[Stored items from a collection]
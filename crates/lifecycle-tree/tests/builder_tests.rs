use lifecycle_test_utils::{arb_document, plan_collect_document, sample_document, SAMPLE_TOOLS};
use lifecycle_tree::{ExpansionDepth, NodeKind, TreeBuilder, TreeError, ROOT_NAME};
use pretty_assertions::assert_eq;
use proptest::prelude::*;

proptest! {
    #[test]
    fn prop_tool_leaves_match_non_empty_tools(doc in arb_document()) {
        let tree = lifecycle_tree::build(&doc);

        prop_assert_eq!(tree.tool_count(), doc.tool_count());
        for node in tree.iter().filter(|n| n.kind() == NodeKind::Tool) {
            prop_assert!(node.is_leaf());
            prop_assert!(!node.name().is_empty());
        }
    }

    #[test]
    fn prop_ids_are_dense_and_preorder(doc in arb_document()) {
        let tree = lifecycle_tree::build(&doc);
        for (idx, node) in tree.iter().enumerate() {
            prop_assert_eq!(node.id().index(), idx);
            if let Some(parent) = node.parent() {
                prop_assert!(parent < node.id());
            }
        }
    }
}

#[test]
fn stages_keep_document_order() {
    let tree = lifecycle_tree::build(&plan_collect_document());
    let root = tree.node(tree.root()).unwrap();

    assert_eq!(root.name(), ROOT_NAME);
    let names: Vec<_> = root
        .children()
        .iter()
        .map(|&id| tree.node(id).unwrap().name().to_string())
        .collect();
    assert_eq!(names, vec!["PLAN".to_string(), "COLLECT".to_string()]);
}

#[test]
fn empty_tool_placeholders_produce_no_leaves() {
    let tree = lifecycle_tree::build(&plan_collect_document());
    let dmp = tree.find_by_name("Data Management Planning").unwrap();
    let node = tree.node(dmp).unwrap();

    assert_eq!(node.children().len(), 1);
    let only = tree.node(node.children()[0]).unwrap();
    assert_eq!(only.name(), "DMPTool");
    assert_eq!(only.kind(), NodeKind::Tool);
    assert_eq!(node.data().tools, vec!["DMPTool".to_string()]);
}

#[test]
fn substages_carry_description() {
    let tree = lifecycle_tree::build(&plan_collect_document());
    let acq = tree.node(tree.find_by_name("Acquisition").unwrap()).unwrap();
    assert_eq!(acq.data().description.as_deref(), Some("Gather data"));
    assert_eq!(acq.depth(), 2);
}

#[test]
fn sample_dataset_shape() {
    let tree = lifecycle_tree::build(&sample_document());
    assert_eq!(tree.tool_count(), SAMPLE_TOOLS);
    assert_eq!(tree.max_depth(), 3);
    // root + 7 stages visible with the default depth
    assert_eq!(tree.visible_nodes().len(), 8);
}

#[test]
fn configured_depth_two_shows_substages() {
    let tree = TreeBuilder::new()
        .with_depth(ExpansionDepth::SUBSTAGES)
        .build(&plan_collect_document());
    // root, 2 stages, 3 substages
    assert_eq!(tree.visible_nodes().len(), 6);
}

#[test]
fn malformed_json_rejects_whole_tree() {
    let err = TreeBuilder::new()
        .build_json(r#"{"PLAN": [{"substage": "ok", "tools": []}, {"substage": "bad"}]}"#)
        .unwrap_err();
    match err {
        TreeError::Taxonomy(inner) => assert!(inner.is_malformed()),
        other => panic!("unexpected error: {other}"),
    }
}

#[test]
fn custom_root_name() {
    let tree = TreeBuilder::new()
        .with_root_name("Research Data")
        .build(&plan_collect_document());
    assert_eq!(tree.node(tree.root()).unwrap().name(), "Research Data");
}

---

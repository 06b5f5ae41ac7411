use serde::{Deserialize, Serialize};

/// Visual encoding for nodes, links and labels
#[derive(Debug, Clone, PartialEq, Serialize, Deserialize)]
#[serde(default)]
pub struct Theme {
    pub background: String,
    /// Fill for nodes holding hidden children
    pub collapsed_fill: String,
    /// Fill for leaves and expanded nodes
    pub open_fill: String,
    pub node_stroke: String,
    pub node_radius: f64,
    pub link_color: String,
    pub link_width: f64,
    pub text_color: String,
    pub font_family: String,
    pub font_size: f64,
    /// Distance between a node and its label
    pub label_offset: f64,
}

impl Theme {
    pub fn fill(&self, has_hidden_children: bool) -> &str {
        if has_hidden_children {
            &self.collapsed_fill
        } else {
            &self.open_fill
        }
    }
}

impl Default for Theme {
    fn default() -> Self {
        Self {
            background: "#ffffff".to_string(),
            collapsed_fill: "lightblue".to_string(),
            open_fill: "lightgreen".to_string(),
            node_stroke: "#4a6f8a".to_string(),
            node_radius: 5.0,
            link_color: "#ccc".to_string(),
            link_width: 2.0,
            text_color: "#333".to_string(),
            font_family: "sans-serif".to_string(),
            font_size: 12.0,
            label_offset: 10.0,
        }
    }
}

==

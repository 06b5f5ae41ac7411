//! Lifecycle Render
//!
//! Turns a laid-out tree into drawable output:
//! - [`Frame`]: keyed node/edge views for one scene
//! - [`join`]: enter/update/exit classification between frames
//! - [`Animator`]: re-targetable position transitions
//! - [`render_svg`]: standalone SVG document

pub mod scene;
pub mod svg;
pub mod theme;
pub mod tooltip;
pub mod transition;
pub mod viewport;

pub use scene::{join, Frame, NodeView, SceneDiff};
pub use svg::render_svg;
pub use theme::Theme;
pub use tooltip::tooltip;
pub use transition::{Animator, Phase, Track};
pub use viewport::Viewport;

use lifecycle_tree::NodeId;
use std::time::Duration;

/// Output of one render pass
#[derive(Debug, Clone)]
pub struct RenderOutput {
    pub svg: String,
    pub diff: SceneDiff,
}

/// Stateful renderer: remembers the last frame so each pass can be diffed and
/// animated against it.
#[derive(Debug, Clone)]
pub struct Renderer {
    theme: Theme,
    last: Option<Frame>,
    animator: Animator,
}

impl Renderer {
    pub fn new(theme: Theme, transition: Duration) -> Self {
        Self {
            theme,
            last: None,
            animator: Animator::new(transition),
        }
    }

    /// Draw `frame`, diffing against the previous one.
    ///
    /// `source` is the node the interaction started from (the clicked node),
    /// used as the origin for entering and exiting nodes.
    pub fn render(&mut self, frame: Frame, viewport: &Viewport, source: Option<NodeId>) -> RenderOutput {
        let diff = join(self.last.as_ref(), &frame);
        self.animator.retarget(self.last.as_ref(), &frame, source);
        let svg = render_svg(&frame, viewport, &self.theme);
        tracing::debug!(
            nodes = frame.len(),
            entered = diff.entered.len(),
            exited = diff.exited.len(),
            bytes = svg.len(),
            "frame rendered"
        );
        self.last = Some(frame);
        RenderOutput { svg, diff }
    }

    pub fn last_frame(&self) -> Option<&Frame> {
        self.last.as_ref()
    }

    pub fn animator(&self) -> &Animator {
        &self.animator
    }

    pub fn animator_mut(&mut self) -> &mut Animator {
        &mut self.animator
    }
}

Work request: Look through the entries above, find each line containing "Serialize", and copy it.

Output for this task:
use serde::{Deserialize, Serialize};
#[derive(Debug, Clone, PartialEq, Serialize, Deserialize)]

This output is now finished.